═══ Records to use ═══

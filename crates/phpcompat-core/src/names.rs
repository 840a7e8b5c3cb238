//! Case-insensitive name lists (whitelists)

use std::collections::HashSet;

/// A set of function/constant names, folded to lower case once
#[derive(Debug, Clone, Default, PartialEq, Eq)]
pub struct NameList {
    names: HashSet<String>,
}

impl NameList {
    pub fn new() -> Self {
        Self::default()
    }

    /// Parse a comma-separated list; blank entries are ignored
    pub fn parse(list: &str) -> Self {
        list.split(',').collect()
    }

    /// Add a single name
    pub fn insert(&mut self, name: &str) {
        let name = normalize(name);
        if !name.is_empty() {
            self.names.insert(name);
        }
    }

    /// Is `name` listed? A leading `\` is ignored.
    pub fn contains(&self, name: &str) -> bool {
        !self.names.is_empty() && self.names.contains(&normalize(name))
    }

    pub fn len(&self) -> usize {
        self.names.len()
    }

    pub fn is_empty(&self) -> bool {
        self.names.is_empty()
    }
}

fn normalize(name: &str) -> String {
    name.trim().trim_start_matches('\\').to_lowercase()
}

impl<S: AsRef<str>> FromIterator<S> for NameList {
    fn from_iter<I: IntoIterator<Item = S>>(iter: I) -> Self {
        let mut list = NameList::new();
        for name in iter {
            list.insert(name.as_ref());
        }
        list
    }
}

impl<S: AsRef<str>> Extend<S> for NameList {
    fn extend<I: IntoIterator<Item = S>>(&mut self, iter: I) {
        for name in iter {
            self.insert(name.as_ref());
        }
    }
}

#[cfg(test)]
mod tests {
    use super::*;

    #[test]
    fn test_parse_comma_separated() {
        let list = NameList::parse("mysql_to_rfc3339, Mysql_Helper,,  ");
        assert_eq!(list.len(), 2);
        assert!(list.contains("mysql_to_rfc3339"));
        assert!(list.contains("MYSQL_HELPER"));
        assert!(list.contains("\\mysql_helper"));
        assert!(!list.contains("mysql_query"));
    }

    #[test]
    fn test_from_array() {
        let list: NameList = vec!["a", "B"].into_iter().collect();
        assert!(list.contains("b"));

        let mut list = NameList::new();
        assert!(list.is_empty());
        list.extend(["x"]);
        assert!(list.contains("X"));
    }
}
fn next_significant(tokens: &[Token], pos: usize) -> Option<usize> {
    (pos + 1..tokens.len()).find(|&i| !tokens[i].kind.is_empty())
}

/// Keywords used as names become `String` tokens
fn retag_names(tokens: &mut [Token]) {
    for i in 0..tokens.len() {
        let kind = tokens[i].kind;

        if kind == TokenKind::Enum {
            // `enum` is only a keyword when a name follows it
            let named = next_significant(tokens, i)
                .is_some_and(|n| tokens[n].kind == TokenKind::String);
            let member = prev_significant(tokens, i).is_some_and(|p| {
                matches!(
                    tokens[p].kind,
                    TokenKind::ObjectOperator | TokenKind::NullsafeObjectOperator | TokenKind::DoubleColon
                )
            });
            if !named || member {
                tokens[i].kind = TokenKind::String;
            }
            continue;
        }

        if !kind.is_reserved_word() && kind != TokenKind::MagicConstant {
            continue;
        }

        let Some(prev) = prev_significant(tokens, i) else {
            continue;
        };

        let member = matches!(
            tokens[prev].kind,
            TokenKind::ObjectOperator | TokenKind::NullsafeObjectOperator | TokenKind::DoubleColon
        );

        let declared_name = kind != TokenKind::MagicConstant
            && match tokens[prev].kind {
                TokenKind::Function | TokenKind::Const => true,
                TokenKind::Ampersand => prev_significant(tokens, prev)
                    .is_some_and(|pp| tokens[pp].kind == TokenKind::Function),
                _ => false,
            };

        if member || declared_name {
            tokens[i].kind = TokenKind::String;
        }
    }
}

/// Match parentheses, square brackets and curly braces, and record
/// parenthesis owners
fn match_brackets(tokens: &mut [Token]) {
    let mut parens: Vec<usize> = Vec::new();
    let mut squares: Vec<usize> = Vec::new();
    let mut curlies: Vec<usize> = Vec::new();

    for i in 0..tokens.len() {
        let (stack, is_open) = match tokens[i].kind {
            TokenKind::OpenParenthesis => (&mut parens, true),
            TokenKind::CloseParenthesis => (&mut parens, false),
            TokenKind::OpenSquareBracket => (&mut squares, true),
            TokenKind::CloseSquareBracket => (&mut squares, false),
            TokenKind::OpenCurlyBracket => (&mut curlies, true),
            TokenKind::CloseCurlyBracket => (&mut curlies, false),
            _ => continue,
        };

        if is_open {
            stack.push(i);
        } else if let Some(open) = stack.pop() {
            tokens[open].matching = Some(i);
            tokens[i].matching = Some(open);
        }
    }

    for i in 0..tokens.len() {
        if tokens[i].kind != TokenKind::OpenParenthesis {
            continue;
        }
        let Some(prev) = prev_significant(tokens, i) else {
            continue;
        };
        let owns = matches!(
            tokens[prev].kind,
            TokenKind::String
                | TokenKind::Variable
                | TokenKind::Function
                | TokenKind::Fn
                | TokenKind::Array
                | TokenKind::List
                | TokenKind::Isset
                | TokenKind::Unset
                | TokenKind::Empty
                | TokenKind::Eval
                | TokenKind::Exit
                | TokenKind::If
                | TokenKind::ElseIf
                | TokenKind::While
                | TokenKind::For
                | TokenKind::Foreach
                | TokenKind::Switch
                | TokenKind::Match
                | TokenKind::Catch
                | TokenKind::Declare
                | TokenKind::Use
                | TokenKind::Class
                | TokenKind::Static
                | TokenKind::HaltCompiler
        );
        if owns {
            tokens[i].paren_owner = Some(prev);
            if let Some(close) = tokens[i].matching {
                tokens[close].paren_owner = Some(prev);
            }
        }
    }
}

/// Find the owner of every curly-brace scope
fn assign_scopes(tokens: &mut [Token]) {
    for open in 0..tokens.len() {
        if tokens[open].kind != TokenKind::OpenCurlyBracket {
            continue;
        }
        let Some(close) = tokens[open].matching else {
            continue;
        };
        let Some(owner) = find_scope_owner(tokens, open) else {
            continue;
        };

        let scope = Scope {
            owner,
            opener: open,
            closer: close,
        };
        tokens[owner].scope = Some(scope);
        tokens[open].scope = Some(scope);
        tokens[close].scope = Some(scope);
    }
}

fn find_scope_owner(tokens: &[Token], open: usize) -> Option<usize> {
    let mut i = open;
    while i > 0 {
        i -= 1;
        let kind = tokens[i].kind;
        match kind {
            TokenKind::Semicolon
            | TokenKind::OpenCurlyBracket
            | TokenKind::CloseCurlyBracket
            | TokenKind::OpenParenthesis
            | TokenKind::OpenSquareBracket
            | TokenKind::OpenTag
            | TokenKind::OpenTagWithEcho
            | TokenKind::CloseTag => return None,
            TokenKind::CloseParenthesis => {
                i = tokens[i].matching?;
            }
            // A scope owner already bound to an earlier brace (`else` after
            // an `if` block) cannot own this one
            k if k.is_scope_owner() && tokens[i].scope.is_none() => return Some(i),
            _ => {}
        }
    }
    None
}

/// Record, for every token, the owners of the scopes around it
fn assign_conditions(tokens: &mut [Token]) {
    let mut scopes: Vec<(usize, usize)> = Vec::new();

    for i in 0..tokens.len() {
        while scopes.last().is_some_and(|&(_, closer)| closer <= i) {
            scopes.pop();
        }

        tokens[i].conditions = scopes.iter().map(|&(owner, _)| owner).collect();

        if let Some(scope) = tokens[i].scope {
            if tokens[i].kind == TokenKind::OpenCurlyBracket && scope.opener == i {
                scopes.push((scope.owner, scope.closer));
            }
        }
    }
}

═══
═══ Records to use ═══

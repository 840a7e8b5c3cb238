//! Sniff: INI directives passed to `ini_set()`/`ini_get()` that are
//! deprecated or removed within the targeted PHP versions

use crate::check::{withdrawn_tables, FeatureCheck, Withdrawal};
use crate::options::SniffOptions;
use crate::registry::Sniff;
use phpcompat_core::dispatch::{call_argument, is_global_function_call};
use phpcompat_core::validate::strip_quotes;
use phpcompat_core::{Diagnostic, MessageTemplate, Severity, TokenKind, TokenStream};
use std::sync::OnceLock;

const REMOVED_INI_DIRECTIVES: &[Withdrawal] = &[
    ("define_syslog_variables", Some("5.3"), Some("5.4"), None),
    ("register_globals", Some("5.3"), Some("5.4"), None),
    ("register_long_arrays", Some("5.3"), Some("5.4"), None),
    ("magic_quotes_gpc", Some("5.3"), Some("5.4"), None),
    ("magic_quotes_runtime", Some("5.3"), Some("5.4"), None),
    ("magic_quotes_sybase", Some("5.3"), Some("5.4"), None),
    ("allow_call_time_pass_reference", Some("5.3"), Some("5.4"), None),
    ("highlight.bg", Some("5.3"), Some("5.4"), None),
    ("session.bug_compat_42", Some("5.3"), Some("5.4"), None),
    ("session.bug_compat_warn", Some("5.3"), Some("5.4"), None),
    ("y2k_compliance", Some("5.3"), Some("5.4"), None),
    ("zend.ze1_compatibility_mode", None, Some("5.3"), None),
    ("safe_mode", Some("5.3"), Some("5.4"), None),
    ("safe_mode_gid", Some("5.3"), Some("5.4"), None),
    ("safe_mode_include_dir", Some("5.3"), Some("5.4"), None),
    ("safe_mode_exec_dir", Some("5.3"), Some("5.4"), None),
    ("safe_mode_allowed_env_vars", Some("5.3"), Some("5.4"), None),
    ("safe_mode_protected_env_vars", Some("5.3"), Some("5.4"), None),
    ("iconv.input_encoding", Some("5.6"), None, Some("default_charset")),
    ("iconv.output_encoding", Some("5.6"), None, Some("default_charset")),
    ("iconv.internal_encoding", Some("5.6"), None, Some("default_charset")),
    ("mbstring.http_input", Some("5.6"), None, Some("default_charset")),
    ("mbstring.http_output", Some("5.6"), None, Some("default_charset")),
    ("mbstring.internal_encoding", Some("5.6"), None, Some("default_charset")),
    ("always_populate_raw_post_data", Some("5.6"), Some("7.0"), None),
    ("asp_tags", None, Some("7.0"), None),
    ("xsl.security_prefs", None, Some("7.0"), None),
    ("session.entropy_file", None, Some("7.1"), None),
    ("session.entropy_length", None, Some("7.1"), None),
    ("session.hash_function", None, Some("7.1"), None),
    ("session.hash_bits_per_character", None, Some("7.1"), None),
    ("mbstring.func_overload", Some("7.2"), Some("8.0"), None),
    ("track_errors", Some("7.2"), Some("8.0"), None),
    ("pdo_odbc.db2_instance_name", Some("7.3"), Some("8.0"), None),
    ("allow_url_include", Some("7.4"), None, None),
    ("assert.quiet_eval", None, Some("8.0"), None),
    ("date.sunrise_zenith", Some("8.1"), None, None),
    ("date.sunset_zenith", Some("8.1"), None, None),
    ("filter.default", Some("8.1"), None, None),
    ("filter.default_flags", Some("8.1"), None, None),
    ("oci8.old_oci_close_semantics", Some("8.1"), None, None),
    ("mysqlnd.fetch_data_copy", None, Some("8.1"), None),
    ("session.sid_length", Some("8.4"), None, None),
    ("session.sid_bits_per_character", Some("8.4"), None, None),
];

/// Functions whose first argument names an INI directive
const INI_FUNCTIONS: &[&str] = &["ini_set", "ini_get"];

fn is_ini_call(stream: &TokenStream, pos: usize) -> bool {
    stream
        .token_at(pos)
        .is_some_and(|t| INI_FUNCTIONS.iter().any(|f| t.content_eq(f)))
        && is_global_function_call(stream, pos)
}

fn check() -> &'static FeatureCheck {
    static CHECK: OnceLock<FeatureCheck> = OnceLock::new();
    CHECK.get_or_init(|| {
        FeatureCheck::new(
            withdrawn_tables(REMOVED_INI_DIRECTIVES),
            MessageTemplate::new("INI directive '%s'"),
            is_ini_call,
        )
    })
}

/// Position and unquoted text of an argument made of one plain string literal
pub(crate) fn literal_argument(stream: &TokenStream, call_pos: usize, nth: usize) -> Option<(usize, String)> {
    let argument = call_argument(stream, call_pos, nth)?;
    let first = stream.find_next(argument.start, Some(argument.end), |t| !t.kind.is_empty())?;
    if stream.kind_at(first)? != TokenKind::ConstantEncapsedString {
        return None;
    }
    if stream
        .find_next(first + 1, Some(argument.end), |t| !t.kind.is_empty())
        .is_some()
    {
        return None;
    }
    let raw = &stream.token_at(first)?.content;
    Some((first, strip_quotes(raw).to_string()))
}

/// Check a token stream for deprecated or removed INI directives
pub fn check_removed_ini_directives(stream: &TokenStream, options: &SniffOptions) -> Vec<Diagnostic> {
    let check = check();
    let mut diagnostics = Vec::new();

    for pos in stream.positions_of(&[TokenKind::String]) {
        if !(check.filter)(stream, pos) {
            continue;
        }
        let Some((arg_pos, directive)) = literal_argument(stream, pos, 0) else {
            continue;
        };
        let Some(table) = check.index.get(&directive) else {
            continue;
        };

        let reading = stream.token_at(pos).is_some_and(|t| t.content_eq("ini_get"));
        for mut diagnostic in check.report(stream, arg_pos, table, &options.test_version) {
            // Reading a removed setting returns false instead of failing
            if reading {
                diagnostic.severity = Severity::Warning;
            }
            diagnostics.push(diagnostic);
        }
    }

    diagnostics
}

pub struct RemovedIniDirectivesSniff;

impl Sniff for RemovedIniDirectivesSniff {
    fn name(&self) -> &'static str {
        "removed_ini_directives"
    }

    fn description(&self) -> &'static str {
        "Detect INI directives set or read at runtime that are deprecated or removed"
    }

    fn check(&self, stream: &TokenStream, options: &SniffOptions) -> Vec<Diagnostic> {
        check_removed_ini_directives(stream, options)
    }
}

═══
═══ Records to use ═══

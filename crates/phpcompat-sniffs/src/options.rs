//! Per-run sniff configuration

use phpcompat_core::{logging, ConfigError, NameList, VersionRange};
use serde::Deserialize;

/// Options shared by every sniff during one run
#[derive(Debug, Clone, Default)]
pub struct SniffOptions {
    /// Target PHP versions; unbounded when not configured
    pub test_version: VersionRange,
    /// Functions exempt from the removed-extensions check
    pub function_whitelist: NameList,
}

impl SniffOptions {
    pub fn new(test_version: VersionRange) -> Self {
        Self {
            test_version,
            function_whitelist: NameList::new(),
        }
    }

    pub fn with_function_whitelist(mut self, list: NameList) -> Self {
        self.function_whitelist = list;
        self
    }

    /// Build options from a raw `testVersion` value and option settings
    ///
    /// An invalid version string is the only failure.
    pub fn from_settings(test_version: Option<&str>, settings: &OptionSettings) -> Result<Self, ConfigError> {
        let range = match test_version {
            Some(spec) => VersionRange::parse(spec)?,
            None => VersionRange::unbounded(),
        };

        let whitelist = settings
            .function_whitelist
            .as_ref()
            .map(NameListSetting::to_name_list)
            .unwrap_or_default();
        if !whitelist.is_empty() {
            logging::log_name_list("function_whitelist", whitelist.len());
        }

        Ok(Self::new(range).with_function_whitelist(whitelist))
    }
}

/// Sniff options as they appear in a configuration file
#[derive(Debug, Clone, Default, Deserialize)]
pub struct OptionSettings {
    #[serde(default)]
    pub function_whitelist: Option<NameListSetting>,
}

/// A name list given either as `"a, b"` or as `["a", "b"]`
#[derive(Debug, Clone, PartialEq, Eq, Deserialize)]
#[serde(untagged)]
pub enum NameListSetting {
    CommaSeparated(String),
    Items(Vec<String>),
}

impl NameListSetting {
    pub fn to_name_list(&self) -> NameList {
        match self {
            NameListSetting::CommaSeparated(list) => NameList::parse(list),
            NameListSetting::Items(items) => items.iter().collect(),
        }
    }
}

═══

Task prompt:
Copy every line of the data above in which the string "diagnostics" appears.

Solution:
    let mut diagnostics = Vec::new();
            diagnostics.push(diagnostic);
    diagnostics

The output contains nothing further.